I already disclose these accounts with my Report of Foreign Bank and Financial Accounts (FBAR) filing. Does the FATCA still apply to me, too?

Yes, there are a few differences between the FATCA and FBAR. One basic difference is that the FATCA requires foreign banks to report your holdings too.

Second, a FATCA filing requirement, using Form 8938, is due with your tax return to the IRS. FBAR is filed separately through electronic submission to the Financial Crimes Enforcement Network.

The other main difference between FBAR and FATCA reporting is minimum reporting thresholds.

I don’t have much money in foreign accounts. What are the reporting thresholds?

U.S. citizens must have at least $10,000 in total in their foreign registered financial accounts must file an FBAR. For FATCA reporting, the minimum reporting threshold (again per taxpayer, not per account) is  $50,000 for Americans living in the U.S., and $200,000 for Americans living abroad. The specific threshold amount is based on your specific circumstances, like being married or single, filing jointly, etc.

I’m just an ordinary citizen working overseas. Why does the U.S. government need this information about my bank accounts?

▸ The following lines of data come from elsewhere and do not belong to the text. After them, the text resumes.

//! Key derivation: passphrase + salt → 256-bit container key
//!
//! PBKDF2-HMAC-SHA256 is the default and matches containers written by
//! earlier vzip releases. Argon2id is available for new containers that
//! want a memory-hard derivation. Both are deterministic: the key is never
//! stored, so the same inputs must always yield the same key.

use std::fmt;
use std::str::FromStr;

use argon2::{Algorithm, Argon2, Params, Version};
use secrecy::{ExposeSecret, SecretString};
use sha2::Sha256;
use zeroize::Zeroize;

use crate::error::{CryptoError, CryptoResult};
use crate::KEY_SIZE;

/// Salt shared by every container that does not configure its own.
///
/// A fixed salt means two containers sealed with the same passphrase share
/// a key, and a precomputed dictionary applies to all of them. Configure a
/// per-deployment salt where that matters.
pub const DEFAULT_SALT: &[u8] = b"ow3yz5P{Z_N%04m$$Oim";

/// PBKDF2 rounds (roughly 100-300ms on commodity hardware)
pub const DEFAULT_ITERATIONS: u32 = 500_000;

/// A 256-bit key derived from a passphrase.
///
/// Zeroized on drop to prevent secrets lingering in memory.
#[derive(Clone, PartialEq, Eq)]
pub struct Key {
    bytes: [u8; KEY_SIZE],
}

impl Key {
    pub fn from_bytes(bytes: [u8; KEY_SIZE]) -> Self {
        Self { bytes }
    }

    /// Build a key from externally supplied material of unchecked length.
    pub fn try_from_slice(bytes: &[u8]) -> CryptoResult<Self> {
        let bytes: [u8; KEY_SIZE] = bytes.try_into().map_err(|_| CryptoError::CipherInit {
            expected: KEY_SIZE,
            actual: bytes.len(),
        })?;
        Ok(Self { bytes })
    }

    pub fn as_bytes(&self) -> &[u8; KEY_SIZE] {
        &self.bytes
    }
}

impl Drop for Key {
    fn drop(&mut self) {
        self.bytes.zeroize();
    }
}

impl fmt::Debug for Key {
    fn fmt(&self, f: &mut fmt::Formatter<'_>) -> fmt::Result {
        f.debug_struct("Key").field("bytes", &"[REDACTED]").finish()
    }
}

#[derive(Debug, Clone, Copy, PartialEq, Eq, Default)]
pub enum KdfAlgorithm {
    #[default]
    Pbkdf2Sha256,
    Argon2id,
}

impl KdfAlgorithm {
    pub fn as_str(&self) -> &'static str {
        match self {
            KdfAlgorithm::Pbkdf2Sha256 => "pbkdf2-sha256",
            KdfAlgorithm::Argon2id => "argon2id",
        }
    }
}

impl FromStr for KdfAlgorithm {
    type Err = CryptoError;

    fn from_str(s: &str) -> Result<Self, Self::Err> {
        match s.to_ascii_lowercase().as_str() {
            "pbkdf2-sha256" | "pbkdf2" => Ok(KdfAlgorithm::Pbkdf2Sha256),
            "argon2id" | "argon2" => Ok(KdfAlgorithm::Argon2id),
            other => Err(CryptoError::KeyDerivation(format!(
                "unknown KDF algorithm '{other}' (expected pbkdf2-sha256 or argon2id)"
            ))),
        }
    }
}

impl fmt::Display for KdfAlgorithm {
    fn fmt(&self, f: &mut fmt::Formatter<'_>) -> fmt::Result {
        f.write_str(self.as_str())
    }
}

/// KDF parameters
#[derive(Debug, Clone)]
pub struct KdfParams {
    pub algorithm: KdfAlgorithm,
    /// PBKDF2 rounds, or Argon2id time cost
    pub iterations: u32,
    pub salt: Vec<u8>,
    /// Argon2id memory cost in KiB (ignored by PBKDF2)
    pub mem_cost_kib: u32,
    /// Argon2id lanes (ignored by PBKDF2)
    pub parallelism: u32,
}

impl Default for KdfParams {
    fn default() -> Self {
        Self {
            algorithm: KdfAlgorithm::Pbkdf2Sha256,
            iterations: DEFAULT_ITERATIONS,
            salt: DEFAULT_SALT.to_vec(),
            mem_cost_kib: 65536,
            parallelism: 4,
        }
    }
}

impl KdfParams {
    pub fn uses_default_salt(&self) -> bool {
        self.salt == DEFAULT_SALT
    }
}

/// Derive a 256-bit key from a passphrase.
///
/// An empty passphrase is accepted; passphrase policy belongs to the caller.
pub fn derive_key(passphrase: &SecretString, params: &KdfParams) -> CryptoResult<Key> {
    if params.iterations == 0 {
        return Err(CryptoError::KeyDerivation(
            "iteration count must be at least 1".into(),
        ));
    }

    let mut key = [0u8; KEY_SIZE];
    let secret = passphrase.expose_secret().as_bytes();

    match params.algorithm {
        KdfAlgorithm::Pbkdf2Sha256 => {
            pbkdf2::pbkdf2_hmac::<Sha256>(secret, &params.salt, params.iterations, &mut key);
        }
        KdfAlgorithm::Argon2id => {
            let argon2_params = Params::new(
                params.mem_cost_kib,
                params.iterations,
                params.parallelism,
                Some(KEY_SIZE),
            )
            .map_err(|e| CryptoError::KeyDerivation(format!("invalid Argon2id params: {e}")))?;

            Argon2::new(Algorithm::Argon2id, Version::V0x13, argon2_params)
                .hash_password_into(secret, &params.salt, &mut key)
                .map_err(|e| CryptoError::KeyDerivation(format!("Argon2id failed: {e}")))?;
        }
    }

    tracing::debug!(
        algorithm = %params.algorithm,
        iterations = params.iterations,
        "derived container key"
    );

    let derived = Key::from_bytes(key);
    key.zeroize();
    Ok(derived)
}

The IRS’ goal is to prevent tax evasion. In the past, some taxpayers have opened offshore accounts specifically to hide money from the IRS and so avoid paying U.S. taxes. By eliminating this loophole, the federal government is able to capture revenue owed to fund its budget objectives.

How will I know if my overseas financial institution is complying with U.S. tax law?

If you open an international bank account, the bank often asks for specific information, such as a birthdate, proof of citizenship and prior residency in other countries. This helps them identify accounts held by Americans that need to be reported under FATCA.

Are there consequences for not filing the FATCA?

Yes. The U.S. government takes tax evasion very seriously. Discrepancies can result steep fines and penalties. Consult a tax professional for further advice.